Deux lycéens visitent Saint-Alain de Lavaur…

Revenons sur les événements qui se sont déroulés à la cathédrale Saint Alain le 5 février dernier et qui ont été largement médiatisés.

Deux jeunes lycéens de 17 ans, désœuvrés un mardi après-midi pluvieux, se sont réfugiés dans la cathédrale St Alain en attendant les transports scolaires. Comme l’on fait à cet âge, entre « potes », on s’amuse et on cherche quelles bêtises on pourrait faire histoire de rigoler un peu. Allumer un cierge, renverser des croix… mais le cierge allumé à servi à mettre le feu à la nappe de l’autel du Sacré Cœur… Le feu prend, on panique et on s’enfuit, sans se rendre compte des éventuels dégâts qu’un tel acte pouvait causer…

La suite est mieux connue. Sans être dramatiques, les résultats sont là : la nappe, les sous-nappes et le plastique qui recouvrait le tout se sont consumés dégageant une intense fumée toxique. Aussitôt le drame découvert, les pompiers ont été avertis. Le lendemain, avec de puissantes souffleries ils ont réussi, en quelques heures, à assainir l’air irrespirable qui avait envahi la cathédrale. Mais, avant cela, peu à peu, le nuage s’était déposé partout en une couche de suie grasse.

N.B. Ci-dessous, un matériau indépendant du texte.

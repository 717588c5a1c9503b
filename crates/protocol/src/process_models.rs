//! Process identity, lifecycle state and status snapshot models.
//!
//! These are the types a process manager reports outward: the identifier of a
//! managed unit, the strictly forward lifecycle it moves through, and the
//! point-in-time snapshot consumed by health checks and metrics exporters.

use chrono::{DateTime, Utc};
use serde::{Deserialize, Serialize};
use std::fmt;
use std::str::FromStr;
use thiserror::Error;
use ts_rs::TS;
use uuid::Uuid;

/// Longest accepted process identifier, in bytes.
pub const MAX_PROCESS_ID_LEN: usize = 253;

/// Reasons a string is rejected as a [`ProcessId`].
#[derive(Error, Debug, Clone, PartialEq, Eq)]
pub enum InvalidProcessId {
    #[error("process id is empty")]
    Empty,
    #[error("process id is {len} bytes long (max {MAX_PROCESS_ID_LEN})")]
    TooLong { len: usize },
    #[error("process id {id:?} contains invalid character {ch:?}")]
    InvalidChar { id: String, ch: char },
}

/// Opaque, stable identifier of a managed process.
///
/// Valid identifiers are 1 to [`MAX_PROCESS_ID_LEN`] bytes of ASCII
/// alphanumerics or `-`, `_`, `.`, `:`, `/`. The same identifier may be
/// reused once the previous unit has been purged or restarted.
#[derive(Debug, Clone, PartialEq, Eq, Hash, PartialOrd, Ord, TS)]
pub struct ProcessId(String);

impl ProcessId {
    /// Validate and wrap an identifier.
    pub fn new(id: impl Into<String>) -> Result<Self, InvalidProcessId> {
        let id = id.into();
        Self::check(&id)?;
        Ok(Self(id))
    }

    /// Generate a fresh random identifier (UUID v4).
    pub fn generate() -> Self {
        Self(Uuid::new_v4().to_string())
    }

    /// Re-check the identifier format.
    ///
    /// Identifiers built through [`ProcessId::new`] or deserialization are
    /// always valid; this exists for callers holding ids from elsewhere.
    pub fn validate(&self) -> Result<(), InvalidProcessId> {
        Self::check(&self.0)
    }

    pub fn as_str(&self) -> &str {
        &self.0
    }

    fn check(id: &str) -> Result<(), InvalidProcessId> {
        if id.is_empty() {
            return Err(InvalidProcessId::Empty);
        }
        if id.len() > MAX_PROCESS_ID_LEN {
            return Err(InvalidProcessId::TooLong { len: id.len() });
        }
        if let Some(ch) = id
            .chars()
            .find(|c| !(c.is_ascii_alphanumeric() || matches!(c, '-' | '_' | '.' | ':' | '/')))
        {
            return Err(InvalidProcessId::InvalidChar {
                id: id.to_string(),
                ch,
            });
        }
        Ok(())
    }
}

impl fmt::Display for ProcessId {
    fn fmt(&self, f: &mut fmt::Formatter<'_>) -> fmt::Result {
        f.write_str(&self.0)
    }
}

impl FromStr for ProcessId {
    type Err = InvalidProcessId;

    fn from_str(s: &str) -> Result<Self, Self::Err> {
        Self::new(s)
    }
}

impl AsRef<str> for ProcessId {
    fn as_ref(&self) -> &str {
        &self.0
    }
}

impl<'de> Deserialize<'de> for ProcessId {
    fn deserialize<D>(deserializer: D) -> Result<Self, D::Error>
    where
        D: serde::Deserializer<'de>,
    {
        let s = String::deserialize(deserializer)?;
        ProcessId::new(s).map_err(serde::de::Error::custom)
    }
}

impl Serialize for ProcessId {
    fn serialize<S>(&self, serializer: S) -> Result<S::Ok, S::Error>
    where
        S: serde::Serializer,
    {
        serializer.serialize_str(&self.0)
    }
}

/// Lifecycle state of a managed process.
///
/// States only ever move forward:
/// Starting -> Syncing -> Terminating -> Terminated -> Finished
///
/// A process may skip `Syncing` (terminated before its first successful
/// sync), but never returns to an earlier state. The derived `Ord` follows
/// lifecycle order.
#[derive(
    Serialize, Deserialize, Debug, Clone, Copy, PartialEq, Eq, PartialOrd, Ord, Hash, TS,
)]
#[serde(rename_all = "SCREAMING_SNAKE_CASE")]
pub enum ProcessState {
    /// Created, first sync not yet successful.
    Starting,

    /// Running and synced at least once.
    Syncing,

    /// Termination requested; resources are being told to stop.
    Terminating,

    /// Stopped, awaiting resource cleanup.
    Terminated,

    /// Cleanup complete; eligible for purge.
    Finished,
}

impl ProcessState {
    /// True for `Terminating` and every later state.
    pub fn is_terminating(self) -> bool {
        self >= ProcessState::Terminating
    }
}

impl fmt::Display for ProcessState {
    fn fmt(&self, f: &mut fmt::Formatter<'_>) -> fmt::Result {
        let name = match self {
            ProcessState::Starting => "Starting",
            ProcessState::Syncing => "Syncing",
            ProcessState::Terminating => "Terminating",
            ProcessState::Terminated => "Terminated",
            ProcessState::Finished => "Finished",
        };
        f.write_str(name)
    }
}

/// Kind of intent carried by a process update.
#[derive(Serialize, Deserialize, Debug, Clone, Copy, PartialEq, Eq, Hash, TS)]
#[serde(rename_all = "SCREAMING_SNAKE_CASE")]
pub enum UpdateKind {
    Create,
    Update,
    /// Periodic resync; also used internally to drive phase transitions.
    Sync,
    Terminate,
}

impl fmt::Display for UpdateKind {
    fn fmt(&self, f: &mut fmt::Formatter<'_>) -> fmt::Result {
        let name = match self {
            UpdateKind::Create => "Create",
            UpdateKind::Update => "Update",
            UpdateKind::Sync => "Sync",
            UpdateKind::Terminate => "Terminate",
        };
        f.write_str(name)
    }
}

/// Which syncer operation a worker invoked.
#[derive(Serialize, Deserialize, Debug, Clone, Copy, PartialEq, Eq, Hash, TS)]
#[serde(rename_all = "SCREAMING_SNAKE_CASE")]
pub enum SyncPhase {
    /// Start or update (`sync_process`).
    Sync,
    /// Stop within the grace period (`sync_terminating_process`).
    Terminating,
    /// Release resources (`sync_terminated_process`).
    Terminated,
}

impl fmt::Display for SyncPhase {
    fn fmt(&self, f: &mut fmt::Formatter<'_>) -> fmt::Result {
        let name = match self {
            SyncPhase::Sync => "Sync",
            SyncPhase::Terminating => "Terminating",
            SyncPhase::Terminated => "Terminated",
        };
        f.write_str(name)
    }
}

/// Point-in-time status of one managed process.
#[derive(Serialize, Deserialize, Debug, Clone, PartialEq, TS)]
pub struct ProcessStatus {
    pub id: ProcessId,

    pub state: ProcessState,

    /// `Syncing` with fewer errors than the unhealthy threshold.
    pub healthy: bool,

    /// A worker currently holds this process's turn.
    pub working: bool,

    /// Kind of the latest update not yet picked up by the worker.
    pub pending: Option<UpdateKind>,

    /// Kind of the update the worker is processing right now.
    pub active: Option<UpdateKind>,

    pub created_at: DateTime<Utc>,

    /// First successful sync.
    pub started_at: Option<DateTime<Utc>>,

    /// Most recent successful sync.
    pub last_sync: Option<DateTime<Utc>>,

    pub terminating_at: Option<DateTime<Utc>>,

    pub terminated_at: Option<DateTime<Utc>>,

    pub finished_at: Option<DateTime<Utc>>,

    /// Time since `started_at`, frozen once the process terminated.
    #[ts(type = "number")]
    pub uptime_ms: u64,

    /// Effective grace period once termination has been requested.
    #[ts(type = "number | null")]
    pub grace_period_secs: Option<u64>,

    pub evicted: bool,

    /// Absent from the desired set at the last reconciliation.
    pub orphaned: bool,

    /// Persistent errors since the last successful sync.
    pub error_count: u32,

    pub last_error: Option<String>,

    pub restart_count: u32,

    /// Latest progress message reported while terminating.
    pub termination_progress: Option<String>,
}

La médiatisation de cet événement a été immédiate. Les jeunes se sont rendus rapidement, avec leurs parents, chez les gendarmes. J’ai très vite désiré les rencontrer et leur demander les motifs de leurs actes. Après le conseil de certains paroissiens, je leur ai demandé de nous aider à réparer les tords causés. En effet, il a fallu l’aide d’une trentaine de volontaires pour nettoyer la cathédrale et déplacer tous les bancs pour permettre à une entreprise de s’occuper des sols. Que tous les bénévoles soient vivement remerciés de leur aide. Après deux jours nous avons ré-ouvert la cathédrale le samedi après-midi.

Un des jeunes et ses parents sont venus nous aider. Le travail accompli, je les ai invités à venir avec moi devant la statue de la Vierge du Rosaire. J’ai demandé au jeune d’allumer un cierge et de le mettre devant l’autel de la Vierge Marie. J’ai ensuite prié pour lui, manière de rappeler à quoi servent les cierges que l’on allume dans les églises.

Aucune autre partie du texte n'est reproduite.